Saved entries
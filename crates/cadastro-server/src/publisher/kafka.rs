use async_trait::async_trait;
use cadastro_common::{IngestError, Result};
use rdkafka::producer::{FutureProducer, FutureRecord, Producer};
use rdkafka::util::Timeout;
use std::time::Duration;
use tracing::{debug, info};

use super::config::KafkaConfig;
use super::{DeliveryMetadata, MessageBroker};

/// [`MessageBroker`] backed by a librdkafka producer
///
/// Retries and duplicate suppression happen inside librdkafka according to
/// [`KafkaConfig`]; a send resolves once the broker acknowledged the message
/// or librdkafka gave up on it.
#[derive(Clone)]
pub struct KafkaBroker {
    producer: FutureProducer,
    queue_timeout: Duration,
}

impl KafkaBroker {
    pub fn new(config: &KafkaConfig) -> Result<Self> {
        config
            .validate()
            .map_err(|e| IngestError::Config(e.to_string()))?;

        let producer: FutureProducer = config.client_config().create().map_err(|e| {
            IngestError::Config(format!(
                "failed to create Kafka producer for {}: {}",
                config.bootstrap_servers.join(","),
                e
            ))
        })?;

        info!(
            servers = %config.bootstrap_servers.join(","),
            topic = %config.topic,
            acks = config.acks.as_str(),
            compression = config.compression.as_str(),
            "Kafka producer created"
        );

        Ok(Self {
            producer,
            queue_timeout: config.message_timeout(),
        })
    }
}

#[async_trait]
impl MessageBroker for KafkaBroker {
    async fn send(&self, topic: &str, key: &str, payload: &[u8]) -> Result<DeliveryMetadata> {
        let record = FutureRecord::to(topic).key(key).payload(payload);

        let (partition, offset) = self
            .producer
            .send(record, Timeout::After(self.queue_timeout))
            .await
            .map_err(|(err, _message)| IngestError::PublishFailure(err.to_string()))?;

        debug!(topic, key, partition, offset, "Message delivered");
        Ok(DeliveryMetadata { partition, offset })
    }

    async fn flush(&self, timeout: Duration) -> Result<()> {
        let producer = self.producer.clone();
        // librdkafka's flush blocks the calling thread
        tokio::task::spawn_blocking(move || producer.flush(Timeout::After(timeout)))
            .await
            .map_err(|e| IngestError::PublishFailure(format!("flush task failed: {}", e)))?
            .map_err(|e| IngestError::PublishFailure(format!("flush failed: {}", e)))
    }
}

--

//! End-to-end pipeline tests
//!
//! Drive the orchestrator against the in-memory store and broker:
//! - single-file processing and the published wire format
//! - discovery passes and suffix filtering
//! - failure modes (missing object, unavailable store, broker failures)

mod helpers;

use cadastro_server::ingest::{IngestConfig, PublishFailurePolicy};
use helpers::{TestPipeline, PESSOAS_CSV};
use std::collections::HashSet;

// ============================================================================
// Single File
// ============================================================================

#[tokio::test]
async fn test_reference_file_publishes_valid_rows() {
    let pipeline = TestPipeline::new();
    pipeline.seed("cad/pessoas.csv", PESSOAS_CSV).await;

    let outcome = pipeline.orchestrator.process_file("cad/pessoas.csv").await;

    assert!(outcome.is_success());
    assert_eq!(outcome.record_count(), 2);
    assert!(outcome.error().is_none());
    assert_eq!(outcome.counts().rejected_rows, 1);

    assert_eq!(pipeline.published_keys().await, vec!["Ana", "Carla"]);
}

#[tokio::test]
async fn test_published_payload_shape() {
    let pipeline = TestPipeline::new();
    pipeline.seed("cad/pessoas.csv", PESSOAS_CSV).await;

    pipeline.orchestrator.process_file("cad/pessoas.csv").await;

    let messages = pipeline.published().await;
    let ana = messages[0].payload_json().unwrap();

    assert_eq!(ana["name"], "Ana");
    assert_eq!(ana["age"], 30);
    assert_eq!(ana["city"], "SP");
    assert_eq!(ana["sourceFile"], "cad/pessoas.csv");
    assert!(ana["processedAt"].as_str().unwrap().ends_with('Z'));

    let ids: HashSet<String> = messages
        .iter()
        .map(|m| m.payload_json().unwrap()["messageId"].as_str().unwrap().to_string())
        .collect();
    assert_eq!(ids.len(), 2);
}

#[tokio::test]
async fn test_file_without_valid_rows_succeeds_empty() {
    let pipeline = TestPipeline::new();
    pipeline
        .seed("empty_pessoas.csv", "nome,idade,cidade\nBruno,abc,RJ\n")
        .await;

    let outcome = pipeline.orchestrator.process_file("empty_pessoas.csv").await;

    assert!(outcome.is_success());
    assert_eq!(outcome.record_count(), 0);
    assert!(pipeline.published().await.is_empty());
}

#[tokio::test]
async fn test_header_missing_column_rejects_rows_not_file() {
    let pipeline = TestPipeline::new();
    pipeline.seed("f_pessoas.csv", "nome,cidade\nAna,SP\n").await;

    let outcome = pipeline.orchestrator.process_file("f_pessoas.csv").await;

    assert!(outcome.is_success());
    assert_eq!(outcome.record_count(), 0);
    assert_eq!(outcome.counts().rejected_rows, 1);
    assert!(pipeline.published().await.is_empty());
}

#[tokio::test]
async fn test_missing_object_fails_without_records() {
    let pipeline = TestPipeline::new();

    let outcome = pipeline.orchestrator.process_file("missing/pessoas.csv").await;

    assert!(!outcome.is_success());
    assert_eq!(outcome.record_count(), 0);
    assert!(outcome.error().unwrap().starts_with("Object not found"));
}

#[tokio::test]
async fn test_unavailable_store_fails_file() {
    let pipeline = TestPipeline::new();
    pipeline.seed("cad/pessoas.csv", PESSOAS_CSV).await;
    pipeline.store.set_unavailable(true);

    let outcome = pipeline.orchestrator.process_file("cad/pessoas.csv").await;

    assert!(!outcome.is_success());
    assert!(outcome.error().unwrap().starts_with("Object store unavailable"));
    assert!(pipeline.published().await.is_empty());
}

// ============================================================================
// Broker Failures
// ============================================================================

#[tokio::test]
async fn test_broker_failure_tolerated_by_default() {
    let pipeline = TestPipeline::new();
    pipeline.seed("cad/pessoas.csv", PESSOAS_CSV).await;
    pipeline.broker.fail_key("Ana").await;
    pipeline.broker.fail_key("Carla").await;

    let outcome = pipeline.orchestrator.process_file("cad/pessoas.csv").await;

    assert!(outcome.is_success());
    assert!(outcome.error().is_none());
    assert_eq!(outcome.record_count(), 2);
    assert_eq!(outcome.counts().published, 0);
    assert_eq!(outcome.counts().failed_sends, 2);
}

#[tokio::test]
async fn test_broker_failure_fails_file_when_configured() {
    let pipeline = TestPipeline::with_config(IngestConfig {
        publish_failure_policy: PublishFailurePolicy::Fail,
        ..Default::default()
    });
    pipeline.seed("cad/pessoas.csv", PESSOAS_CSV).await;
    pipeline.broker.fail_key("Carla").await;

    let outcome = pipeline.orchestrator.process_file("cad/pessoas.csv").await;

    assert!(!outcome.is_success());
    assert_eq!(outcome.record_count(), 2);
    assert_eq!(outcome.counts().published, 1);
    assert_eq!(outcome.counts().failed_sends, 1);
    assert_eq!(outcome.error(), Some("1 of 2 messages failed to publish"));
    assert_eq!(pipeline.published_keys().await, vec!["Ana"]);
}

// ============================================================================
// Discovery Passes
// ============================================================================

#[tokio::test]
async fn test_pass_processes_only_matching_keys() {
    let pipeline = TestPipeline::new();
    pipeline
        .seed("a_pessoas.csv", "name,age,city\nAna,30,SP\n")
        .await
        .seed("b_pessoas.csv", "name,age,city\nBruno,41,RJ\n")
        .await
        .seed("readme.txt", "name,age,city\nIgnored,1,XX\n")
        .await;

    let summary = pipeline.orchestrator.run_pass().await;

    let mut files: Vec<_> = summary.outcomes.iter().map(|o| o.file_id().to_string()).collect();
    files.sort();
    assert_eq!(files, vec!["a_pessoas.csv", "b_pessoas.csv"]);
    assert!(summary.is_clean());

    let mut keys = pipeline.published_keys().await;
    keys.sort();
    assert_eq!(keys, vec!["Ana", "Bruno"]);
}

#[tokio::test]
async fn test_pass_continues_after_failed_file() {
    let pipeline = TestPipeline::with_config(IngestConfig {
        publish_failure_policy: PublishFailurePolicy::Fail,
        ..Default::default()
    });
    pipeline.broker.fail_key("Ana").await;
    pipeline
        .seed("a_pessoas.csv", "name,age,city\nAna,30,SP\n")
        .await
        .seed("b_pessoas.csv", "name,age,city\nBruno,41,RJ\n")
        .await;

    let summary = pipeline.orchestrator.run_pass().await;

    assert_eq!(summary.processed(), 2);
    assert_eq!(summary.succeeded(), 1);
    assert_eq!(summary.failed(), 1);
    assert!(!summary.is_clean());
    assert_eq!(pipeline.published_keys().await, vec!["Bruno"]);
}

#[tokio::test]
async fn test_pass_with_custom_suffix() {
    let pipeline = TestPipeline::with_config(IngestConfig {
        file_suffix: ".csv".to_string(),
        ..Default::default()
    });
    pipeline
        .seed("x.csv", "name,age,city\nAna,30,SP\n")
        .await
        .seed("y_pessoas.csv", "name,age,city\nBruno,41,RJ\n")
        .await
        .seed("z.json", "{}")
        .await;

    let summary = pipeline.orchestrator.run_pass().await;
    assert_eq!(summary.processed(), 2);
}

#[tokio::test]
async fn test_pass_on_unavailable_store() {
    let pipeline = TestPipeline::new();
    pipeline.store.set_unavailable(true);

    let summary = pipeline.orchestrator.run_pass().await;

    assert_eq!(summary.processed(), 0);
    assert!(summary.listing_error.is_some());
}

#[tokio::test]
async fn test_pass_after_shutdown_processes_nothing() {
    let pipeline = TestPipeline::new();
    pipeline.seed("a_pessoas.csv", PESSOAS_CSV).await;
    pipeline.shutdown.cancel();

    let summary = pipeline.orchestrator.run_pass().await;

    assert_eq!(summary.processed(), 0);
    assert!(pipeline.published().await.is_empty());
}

» **INSTRUCTIONS TO FOLLOW**: Pull every line that holds the string "format" out of the records.

» **YOUR RESPONSE**:
            IngestError::Config(format!(
            .map_err(|e| IngestError::PublishFailure(format!("flush task failed: {}", e)))?
            .map_err(|e| IngestError::PublishFailure(format!("flush failed: {}", e)))
//! - single-file processing and the published wire format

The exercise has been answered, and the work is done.